» GOAL OF THE EXERCISE
Below are some records. Copy every line in them that holds "FrameOffset".

[Dataset entries]
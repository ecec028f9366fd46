//! Collaborator traits.
//!
//! The engine depends on two narrow interfaces: a decoder that can walk and
//! decode the frames of a multi-frame container, and a remote object store
//! that mirrors staged rasters. Both are async and object-safe enough to be
//! shared behind an `Arc`.

use std::path::Path;

use async_trait::async_trait;
use tiffster_core::{FrameOffset, RemoteRef, TiffsterResult};

/// Pixel layout of a decoded raster.
#[derive(Debug, Clone, Copy, PartialEq, Eq)]
pub enum PixelLayout {
    Gray8,
    Rgb8,
}

impl PixelLayout {
    pub fn channels(self) -> usize {
        match self {
            PixelLayout::Gray8 => 1,
            PixelLayout::Rgb8 => 3,
        }
    }
}

/// A decoded frame, row-major with no padding.
#[derive(Debug, Clone, PartialEq, Eq)]
pub struct Raster {
    pub width: u32,
    pub height: u32,
    pub layout: PixelLayout,
    pub pixels: Vec<u8>,
}

impl Raster {
    pub fn gray(width: u32, height: u32, pixels: Vec<u8>) -> Self {
        Self {
            width,
            height,
            layout: PixelLayout::Gray8,
            pixels,
        }
    }

    pub fn rgb(width: u32, height: u32, pixels: Vec<u8>) -> Self {
        Self {
            width,
            height,
            layout: PixelLayout::Rgb8,
            pixels,
        }
    }

    /// Byte length implied by the dimensions and layout.
    pub fn expected_len(&self) -> usize {
        self.width as usize * self.height as usize * self.layout.channels()
    }
}

/// Header of one frame in the container's chain.
#[derive(Debug, Clone, Copy, PartialEq, Eq)]
pub struct FrameEntry {
    pub width: u32,
    pub height: u32,
    /// `None` at the terminal entry.
    pub next: Option<FrameOffset>,
}

/// Low-level access to a multi-frame image container.
///
/// Offsets are opaque: the decoder hands them out while walking the chain
/// and accepts them back when a frame needs to be decoded.
#[async_trait]
pub trait ContainerDecoder: Send + Sync {
    /// Open container state shared by every call for one document.
    type Handle: Clone + Send + Sync + 'static;

    async fn open(&self, path: &Path) -> TiffsterResult<Self::Handle>;

    /// First entry of the chain, or `None` for an empty container.
    async fn first_entry_offset(&self, handle: &Self::Handle) -> TiffsterResult<Option<FrameOffset>>;

    async fn read_entry_at(
        &self,
        handle: &Self::Handle,
        offset: FrameOffset,
    ) -> TiffsterResult<FrameEntry>;

    async fn decode_frame(&self, handle: &Self::Handle, offset: FrameOffset) -> TiffsterResult<Raster>;
}

/// Durable storage that mirrors staged rasters.
#[async_trait]
pub trait RemoteObjectStore: Send + Sync {
    /// Upload a local file and return a handle to the stored object.
    async fn upload(&self, local_path: &Path) -> TiffsterResult<RemoteRef>;

    /// Delete an object. Deleting an object that no longer exists succeeds.
    async fn delete(&self, reference: &RemoteRef) -> TiffsterResult<()>;

    /// Fetch an object into `destination`, replacing any file already there.
    async fn download(&self, reference: &RemoteRef, destination: &Path) -> TiffsterResult<()>;

    /// Delete every top-level object whose name does not start with `prefix`.
    ///
    /// Objects inside folders, such as source containers, are left alone.
    /// Best-effort per object; returns how many were deleted.
    async fn remove_all_except(&self, prefix: &str) -> TiffsterResult<usize>;
}

#[cfg(test)]
mod tests {
    use super::*;

    #[test]
    fn test_raster_expected_len() {
        assert_eq!(Raster::gray(4, 3, vec![0; 12]).expected_len(), 12);
        assert_eq!(Raster::rgb(4, 3, vec![0; 36]).expected_len(), 36);
    }
}
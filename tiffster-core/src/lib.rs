//! Tiffster Core - Page Window Types
//!
//! Data structures shared by every Tiffster crate: frame descriptors, page
//! entries, the process-wide window state, the page-changed notification,
//! the error taxonomy, configuration, and the pure window arithmetic.
//!
//! Nothing in this crate performs I/O.

pub mod config;
pub mod entities;
pub mod error;
pub mod window;

pub use config::{EngineConfig, RetryConfig};
pub use entities::{
    page_number_for, FrameOffset, ImageDescriptor, PageChanged, PageEntry, RemoteRef, WindowState,
};
pub use error::{
    ConfigError, IndexError, ReconcilePhase, StorageError, TiffsterError, TiffsterResult,
    TransportError, ValidationError,
};
pub use window::compute_window;

// ============================================================================
// IDENTITY TYPES
// ============================================================================

/// Logical page number, 1-based.
///
/// Signed so that malformed inbound notifications (zero or negative pages)
/// can be represented and rejected instead of wrapping.
pub type PageNumber = i64;

/// 1-based position of a frame across the whole container.
pub type SequenceIndex = i64;

/// Identity of a document (the session name the container was uploaded under).
pub type DocumentId = String;

/// Timestamp type using UTC timezone.
pub type Timestamp = chrono::DateTime<chrono::Utc>;
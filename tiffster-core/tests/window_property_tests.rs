//! Property-Based Tests for Window Arithmetic
//!
//! For every current page >= 1, window size >= 1 and optional total >= 1,
//! `compute_window` returns a non-empty, contiguous, ascending run of pages
//! no longer than the window size, all >= 1 and <= total when known.

use proptest::prelude::*;
use tiffster_core::compute_window;

// ============================================================================
// PROPERTY TEST STRATEGIES
// ============================================================================

fn page_strategy() -> impl Strategy<Value = i64> {
    prop_oneof![
        // Near the start of the document
        1..5i64,
        // Typical documents
        1..500i64,
        // Very long documents
        1..1_000_000i64,
        // Top of the page number range
        (i64::MAX - 100)..=i64::MAX,
    ]
}

fn window_size_strategy() -> impl Strategy<Value = u32> {
    prop_oneof![1..4u32, 1..64u32]
}

fn total_strategy() -> impl Strategy<Value = Option<i64>> {
    prop_oneof![
        1 => Just(None),
        3 => (1..1_000i64).prop_map(Some),
    ]
}

proptest! {
    #[test]
    fn prop_window_is_contiguous_and_bounded(
        page in page_strategy(),
        size in window_size_strategy(),
        total in total_strategy(),
    ) {
        let window = compute_window(page, size, total);

        prop_assert!(!window.is_empty());
        prop_assert!(window.len() <= size as usize);
        prop_assert!(window.iter().all(|p| *p >= 1));
        prop_assert!(window.windows(2).all(|pair| pair[1] == pair[0] + 1));

        if let Some(total) = total {
            prop_assert!(window.iter().all(|p| *p <= total));
        }
    }

    #[test]
    fn prop_window_is_deterministic(
        page in page_strategy(),
        size in window_size_strategy(),
        total in total_strategy(),
    ) {
        prop_assert_eq!(compute_window(page, size, total), compute_window(page, size, total));
    }

    #[test]
    fn prop_window_keeps_full_length_when_pages_allow(
        page in page_strategy(),
        size in window_size_strategy(),
        total in total_strategy(),
    ) {
        let window = compute_window(page, size, total);
        let available = total.unwrap_or(i64::MAX);
        let expected = (size as i64).min(available) as usize;
        prop_assert_eq!(window.len(), expected);
    }

    #[test]
    fn prop_window_contains_current_page_when_in_range(
        page in 1..1_000i64,
        size in window_size_strategy(),
        total in total_strategy(),
    ) {
        let in_range = total.map_or(true, |t| page <= t);
        prop_assume!(in_range);
        prop_assert!(compute_window(page, size, total).contains(&page));
    }
}
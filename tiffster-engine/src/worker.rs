//! Notification Worker
//!
//! Single-flight consumer of page-changed notifications. The worker pulls
//! one [`Delivery`] at a time off the queue, reconciles it, and reports the
//! outcome back through the delivery's ack so the transport can decide
//! whether to redeliver.
//!
//! # Example
//!
//! ```ignore
//! let (tx, rx) = mpsc::channel(config.queue_capacity);
//! let (shutdown_tx, shutdown_rx) = watch::channel(false);
//!
//! let handle = tokio::spawn(reconcile_worker(reconciler, rx, shutdown_rx));
//!
//! // Later, trigger shutdown
//! let _ = shutdown_tx.send(true);
//! let metrics = handle.await?;
//! ```

use std::sync::atomic::{AtomicU64, Ordering};
use std::sync::Arc;

use tiffster_core::{PageChanged, TiffsterResult};
use tiffster_storage::PageResidency;
use tokio::sync::{mpsc, oneshot, watch};

use crate::reconciler::{ReconcileOutcome, WindowReconciler};

// ============================================================================
// DELIVERY
// ============================================================================

/// Result reported back to the transport for one delivery.
pub type Ack = TiffsterResult<ReconcileOutcome>;

/// One notification as handed over by the transport.
#[derive(Debug)]
pub struct Delivery {
    pub notification: PageChanged,
    /// Receives the outcome. `Err` means nack: redeliver later.
    pub ack: Option<oneshot::Sender<Ack>>,
}

impl Delivery {
    /// Fire-and-forget delivery.
    pub fn new(notification: PageChanged) -> Self {
        Self {
            notification,
            ack: None,
        }
    }

    /// Delivery paired with the receiver its outcome will be sent to.
    pub fn with_ack(notification: PageChanged) -> (Self, oneshot::Receiver<Ack>) {
        let (tx, rx) = oneshot::channel();
        (
            Self {
                notification,
                ack: Some(tx),
            },
            rx,
        )
    }
}

// ============================================================================
// METRICS
// ============================================================================

/// Counters for worker activity.
#[derive(Debug, Default)]
pub struct WorkerMetrics {
    pub received: AtomicU64,
    pub committed: AtomicU64,
    pub noop: AtomicU64,
    pub rejected: AtomicU64,
    pub superseded: AtomicU64,
    /// Reconciliations that failed and were nacked
    pub aborted: AtomicU64,
}

impl WorkerMetrics {
    pub fn new() -> Self {
        Self::default()
    }

    pub fn snapshot(&self) -> WorkerSnapshot {
        WorkerSnapshot {
            received: self.received.load(Ordering::Relaxed),
            committed: self.committed.load(Ordering::Relaxed),
            noop: self.noop.load(Ordering::Relaxed),
            rejected: self.rejected.load(Ordering::Relaxed),
            superseded: self.superseded.load(Ordering::Relaxed),
            aborted: self.aborted.load(Ordering::Relaxed),
        }
    }

    fn record(&self, ack: &Ack) {
        let counter = match ack {
            Ok(ReconcileOutcome::Committed(_)) => &self.committed,
            Ok(ReconcileOutcome::NoOp) => &self.noop,
            Ok(ReconcileOutcome::Rejected(_)) => &self.rejected,
            Ok(ReconcileOutcome::Superseded { .. }) => &self.superseded,
            Err(_) => &self.aborted,
        };
        counter.fetch_add(1, Ordering::Relaxed);
    }
}

/// Snapshot of worker metrics at a point in time.
#[derive(Debug, Clone, Copy, PartialEq, Eq)]
pub struct WorkerSnapshot {
    pub received: u64,
    pub committed: u64,
    pub noop: u64,
    pub rejected: u64,
    pub superseded: u64,
    pub aborted: u64,
}

// ============================================================================
// WORKER LOOP
// ============================================================================

/// Consume deliveries until shutdown or until every sender is dropped.
///
/// A reconciliation in progress when shutdown is signalled runs to
/// completion; queued deliveries after it are left for redelivery.
pub async fn reconcile_worker<M>(
    reconciler: Arc<WindowReconciler<M>>,
    mut rx: mpsc::Receiver<Delivery>,
    mut shutdown_rx: watch::Receiver<bool>,
) -> Arc<WorkerMetrics>
where
    M: PageResidency + 'static,
{
    let metrics = Arc::new(WorkerMetrics::new());

    tracing::info!(
        window_size = reconciler.window_size(),
        "Reconcile worker started"
    );

    loop {
        tokio::select! {
            // A dropped shutdown sender counts as a shutdown signal.
            changed = shutdown_rx.changed() => {
                if changed.is_err() || *shutdown_rx.borrow() {
                    tracing::info!("Reconcile worker shutting down");
                    break;
                }
            }

            delivery = rx.recv() => {
                let Some(delivery) = delivery else {
                    tracing::info!("Notification queue closed");
                    break;
                };
                handle_delivery(&reconciler, delivery, &metrics).await;
            }
        }
    }

    let snapshot = metrics.snapshot();
    tracing::info!(
        received = snapshot.received,
        committed = snapshot.committed,
        noop = snapshot.noop,
        rejected = snapshot.rejected,
        superseded = snapshot.superseded,
        aborted = snapshot.aborted,
        "Reconcile worker completed"
    );

    metrics
}

async fn handle_delivery<M: PageResidency>(
    reconciler: &WindowReconciler<M>,
    delivery: Delivery,
    metrics: &WorkerMetrics,
) {
    metrics.received.fetch_add(1, Ordering::Relaxed);

    let ack = reconciler.reconcile(&delivery.notification).await;
    metrics.record(&ack);

    if let Err(e) = &ack {
        tracing::warn!(
            event_id = %delivery.notification.id,
            error = %e,
            "Notification nacked"
        );
    }

    if let Some(tx) = delivery.ack {
        if tx.send(ack).is_err() {
            tracing::debug!(
                event_id = %delivery.notification.id,
                "Ack receiver dropped"
            );
        }
    }
}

» ANSWER TO THE EXERCISE
use tiffster_core::{FrameOffset, RemoteRef, TiffsterResult};
    pub next: Option<FrameOffset>,
    async fn first_entry_offset(&self, handle: &Self::Handle) -> TiffsterResult<Option<FrameOffset>>;
        offset: FrameOffset,
    async fn decode_frame(&self, handle: &Self::Handle, offset: FrameOffset) -> TiffsterResult<Raster>;
    page_number_for, FrameOffset, ImageDescriptor, PageChanged, PageEntry, RemoteRef, WindowState,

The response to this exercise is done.